The day the essay was published, the British duo who are adapting the story, Nicholas Lloyd Webber and James D. Reid, were in Vancouver to begin auditions. As they stood outside their hotel waiting for a cab, Theatre Calgary artistic director Dennis Garnhum read the piece to them.

"I came out and I said, 'Hi; I'd like to set the tone for today. I'd like to read you something,'" recalls Mr. Garnhum, who is directing the show. "Their eyes popped out.

"To think that in the middle of this woman's cancer struggles her thoughts were with us, and how we were a reason for living," Mr. Garnhum continued. "It felt very generous of her to include us in her dreams."
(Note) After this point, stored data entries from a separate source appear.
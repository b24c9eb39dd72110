//! Heading hierarchy of a language section as a tree.
//!
//! [`crate::sections::extract_tags`] flattens `===Noun===` and its
//! `====Synonyms====` child into one list. This keeps the nesting for callers
//! that need to know which part of speech a synonym list belongs to.

use serde::Serialize;

use crate::sections::scan_headings;

#[derive(Debug, Clone, PartialEq, Eq, Serialize)]
pub struct TagNode {
    /// Number of `=` in the opening run (3 for `===Noun===`).
    pub level: usize,
    pub label: String,
    pub body: String,
    #[serde(skip_serializing_if = "Vec::is_empty")]
    pub children: Vec<TagNode>,
}

/// Build the heading tree of a language section.
///
/// A heading becomes the child of the closest preceding heading with a
/// smaller level. Headings with no body and no children are dropped, while an
/// empty heading that has children (a bare `===Verb===` over its
/// `====Synonyms====`) is kept so the children have somewhere to hang.
pub fn build_tag_tree(section: &str) -> Vec<TagNode> {
    let mut roots = Vec::new();
    let mut open: Vec<TagNode> = Vec::new();

    for heading in scan_headings(section) {
        while open.last().is_some_and(|top| top.level >= heading.level) {
            if let Some(done) = open.pop() {
                close(done, &mut open, &mut roots);
            }
        }
        open.push(TagNode {
            level: heading.level,
            label: heading.label.to_string(),
            body: heading.body.to_string(),
            children: Vec::new(),
        });
    }
    while let Some(done) = open.pop() {
        close(done, &mut open, &mut roots);
    }

    roots
}

fn close(node: TagNode, open: &mut [TagNode], roots: &mut Vec<TagNode>) {
    if node.body.is_empty() && node.children.is_empty() {
        return;
    }
    match open.last_mut() {
        Some(parent) => parent.children.push(node),
        None => roots.push(node),
    }
}
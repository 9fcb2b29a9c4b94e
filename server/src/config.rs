use poollib::SandboxConfig;
use std::net::SocketAddr;
use std::path::PathBuf;
use std::time::Duration;

/// TLS configuration for node-to-node traffic.
///
/// When enabled every connection is mutually authenticated: both sides present a certificate
/// signed by the cluster CA and verify the other's.
#[derive(Debug, Clone)]
pub struct TlsConfig {
    /// Enable TLS. If false, all other TLS settings are ignored.
    pub enabled: bool,

    /// CA certificate (PEM) that peer certificates must chain to.
    pub ca_cert_path: Option<PathBuf>,

    /// This node's certificate (PEM).
    pub cert_path: Option<PathBuf>,

    /// This node's private key (PEM). Must match the certificate.
    pub key_path: Option<PathBuf>,

    /// Name checked against peer certificates. Nodes dial each other by IP, so every node
    /// certificate carries this shared name instead of its address.
    pub domain_name: String,
}

impl Default for TlsConfig {
    fn default() -> Self {
        Self {
            enabled: false,
            ca_cert_path: None,
            cert_path: None,
            key_path: None,
            domain_name: "workpool".to_string(),
        }
    }
}

impl TlsConfig {
    /// Check if TLS is properly configured with all required files.
    pub fn is_complete(&self) -> bool {
        self.enabled
            && self.ca_cert_path.is_some()
            && self.cert_path.is_some()
            && self.key_path.is_some()
    }

    /// Turn `host:port` into a dialable url. Urls with a scheme pass through untouched.
    pub fn url_for(&self, addr: &str) -> String {
        if addr.contains("://") {
            addr.to_string()
        } else if self.enabled {
            format!("https://{}", addr)
        } else {
            format!("http://{}", addr)
        }
    }
}

#[derive(Debug, Clone)]
pub struct ManagerConfig {
    /// Where the registry listens for workers.
    pub listen_addr: SocketAddr,
    pub tls: TlsConfig,
    /// Upper bound on one dispatch round trip, job runtime included.
    pub request_timeout: Duration,
    pub connect_timeout: Duration,
}

impl Default for ManagerConfig {
    fn default() -> Self {
        Self {
            listen_addr: SocketAddr::from(([127, 0, 0, 1], 9001)),
            tls: TlsConfig::default(),
            request_timeout: Duration::from_secs(600),
            connect_timeout: Duration::from_secs(5),
        }
    }
}

impl ManagerConfig {
    pub fn new(listen_addr: SocketAddr) -> Self {
        Self {
            listen_addr,
            ..Default::default()
        }
    }
}

#[derive(Debug, Clone)]
pub struct WorkerConfig {
    /// Where the worker serves job requests. Port 0 picks a free port.
    pub listen_addr: SocketAddr,
    /// Address the manager should dial, when it differs from the bound one.
    pub advertise_addr: Option<String>,
    /// The manager's registry, `host:port` or a full url.
    pub manager_addr: String,
    pub sandbox: SandboxConfig,
    pub tls: TlsConfig,
    pub connect_timeout: Duration,
}

impl Default for WorkerConfig {
    fn default() -> Self {
        Self {
            listen_addr: SocketAddr::from(([127, 0, 0, 1], 0)),
            advertise_addr: None,
            manager_addr: "127.0.0.1:9001".to_string(),
            sandbox: SandboxConfig::default(),
            tls: TlsConfig::default(),
            connect_timeout: Duration::from_secs(5),
        }
    }
}

impl WorkerConfig {
    pub fn new(manager_addr: impl Into<String>) -> Self {
        Self {
            manager_addr: manager_addr.into(),
            ..Default::default()
        }
    }

    pub fn with_sandbox(mut self, sandbox: SandboxConfig) -> Self {
        self.sandbox = sandbox;
        self
    }
}

#[cfg(test)]
mod tests {
    use super::*;

    #[test]
    fn tls_config_default() {
        let cfg = TlsConfig::default();
        assert!(!cfg.enabled);
        assert!(cfg.ca_cert_path.is_none());
        assert!(cfg.cert_path.is_none());
        assert!(cfg.key_path.is_none());
        assert_eq!(cfg.domain_name, "workpool");
    }

    #[test]
    fn tls_config_is_not_complete_when_path_missing() {
        let base = TlsConfig {
            enabled: true,
            ca_cert_path: Some(PathBuf::from("/ca.pem")),
            cert_path: Some(PathBuf::from("/cert.pem")),
            key_path: Some(PathBuf::from("/key.pem")),
            ..Default::default()
        };
        assert!(base.is_complete());

        let mut cfg = base.clone();
        cfg.key_path = None;
        assert!(!cfg.is_complete());

        let mut cfg = base;
        cfg.enabled = false;
        assert!(!cfg.is_complete());
    }

    #[test]
    fn url_scheme_follows_tls() {
        let mut cfg = TlsConfig::default();
        assert_eq!(cfg.url_for("10.0.0.1:9001"), "http://10.0.0.1:9001");
        cfg.enabled = true;
        assert_eq!(cfg.url_for("10.0.0.1:9001"), "https://10.0.0.1:9001");
        assert_eq!(cfg.url_for("http://host:1"), "http://host:1");
    }

    #[test]
    fn node_config_defaults() {
        let manager = ManagerConfig::default();
        assert_eq!(manager.listen_addr.to_string(), "127.0.0.1:9001");
        assert_eq!(manager.request_timeout, Duration::from_secs(600));

        let worker = WorkerConfig::new("10.0.0.1:9001");
        assert_eq!(worker.manager_addr, "10.0.0.1:9001");
        assert_eq!(worker.listen_addr.port(), 0);
        assert!(worker.advertise_addr.is_none());
    }
}
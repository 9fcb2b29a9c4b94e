use crate::interceptors::cert::peer_name;

use poollib::types as pool;
use poollib::{SandboxError, WorkerAgent};
use protobuf::worker_server::Worker;
use protobuf::{ExitRequest, ExitResponse, Job, TaskOutput};
use std::convert::TryFrom;
use tonic::{Request, Response, Status};

/// Serves a worker agent to the pool manager.
pub struct WorkerService {
    agent: WorkerAgent,
}

impl WorkerService {
    pub fn new(agent: WorkerAgent) -> Self {
        Self { agent }
    }
}

fn sandbox_status(err: SandboxError) -> Status {
    match err {
        // the worker is on its way out; the caller should treat it as gone
        SandboxError::Closed => Status::unavailable(err.to_string()),
        _ => Status::internal(err.to_string()),
    }
}

#[tonic::async_trait]
impl Worker for WorkerService {
    async fn work(&self, req: Request<Job>) -> Result<Response<TaskOutput>, Status> {
        let peer = peer_name(&req);
        let job = pool::Job::try_from(req.into_inner())
            .map_err(|err| Status::invalid_argument(err.to_string()))?;
        tracing::debug!(job_id = %job.id, %peer, "work requested");

        let output = self.agent.work(job).await.map_err(sandbox_status)?;
        Ok(Response::new(output.into()))
    }

    async fn exit(&self, req: Request<ExitRequest>) -> Result<Response<ExitResponse>, Status> {
        tracing::info!(peer = %peer_name(&req), "exit requested");
        self.agent.exit().await;
        Ok(Response::new(ExitResponse {}))
    }
}
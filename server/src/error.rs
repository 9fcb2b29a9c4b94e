use crate::tls::TlsError;
use poollib::TransportError;

/// Failures while bringing a manager or worker node up or down.
#[derive(thiserror::Error, Debug)]
pub enum NodeError {
    #[error("TLS setup failed: {0}")]
    Tls(#[from] TlsError),
    #[error("failed to bind listener: {0}")]
    Bind(#[from] std::io::Error),
    #[error("gRPC server error: {0}")]
    Server(#[from] tonic::transport::Error),
    #[error("could not join the pool: {0}")]
    Join(#[from] TransportError),
    #[error("server task failed: {0}")]
    Task(#[from] tokio::task::JoinError),
}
That day, Theatre Calgary couriered a letter to Ms. Gignac, inviting her and her family to opening night in January. (The show is being called a world premiere; it's significantly expanded and overhauled from an earlier version written by Mr. Lloyd Webber and Mr. Reid that premiered in Belfast in 2011.)

That evening, the creative team gathered for dinner on Granville Island (I happened to be with them, to interview them about the play) and stepped outside the restaurant to call her.

"We read the article this morning," Mr. Lloyd Webber said to Ms. Gignac. "And the first thing we said was, of course, can we get you guys 'round to see the show? And, failing that, we also have another idea, which was we thought maybe we might be able to pop 'round with a guitar and a keyboard and maybe sing some of the songs from the show ourselves to you if you fancy that as well."

The phone was passed from Mr. Garnhum to Mr. Lloyd Webber to Mr. Reid, all of whom were moved by Ms. Gignac's optimism and strength.

"My most enduring memory of the call was her good spirit," wrote Mr. Reid from his home in London this week. "At no point did it sound like someone with a terminal illness. There was a fighting spirit and as far as she was concerned she was going to be there on opening night."

But Ms. Gignac was a flower whose thorns could not protect her, and all the stars have been darkened. On May 29, exactly three weeks after that call, Ms. Gignac died. She was 41.

The team behind The Little Prince was gutted.

"She was so alive," says Mr. Garnhum, who became emotional during an interview this week. "The heartbreaking thing was we were all convinced she was going to live for opening. Literally talking to her I thought: Glad we've done that and we will see her at opening."

Mr. Lloyd Webber and Mr. Reid, who live in Britain, were never able to play for Ms. Gignac at her Calgary home – they thought they had more time – and while she will not be there on opening night (her family will be, the team hopes), her spirit is going to live on in this production. Her words have had a real impact.

"She has brought it right home for me that what we do matters and what we believe in matters. So that, in her time of need, she was thinking about these beautiful stories," Mr. Garnhum says. "It's an extraordinary gift she has given this production of The Little Prince."

"On my part, and I'm sure Nick's," Mr. Reid wrote, "I only hope we do it justice for Tamara's sake."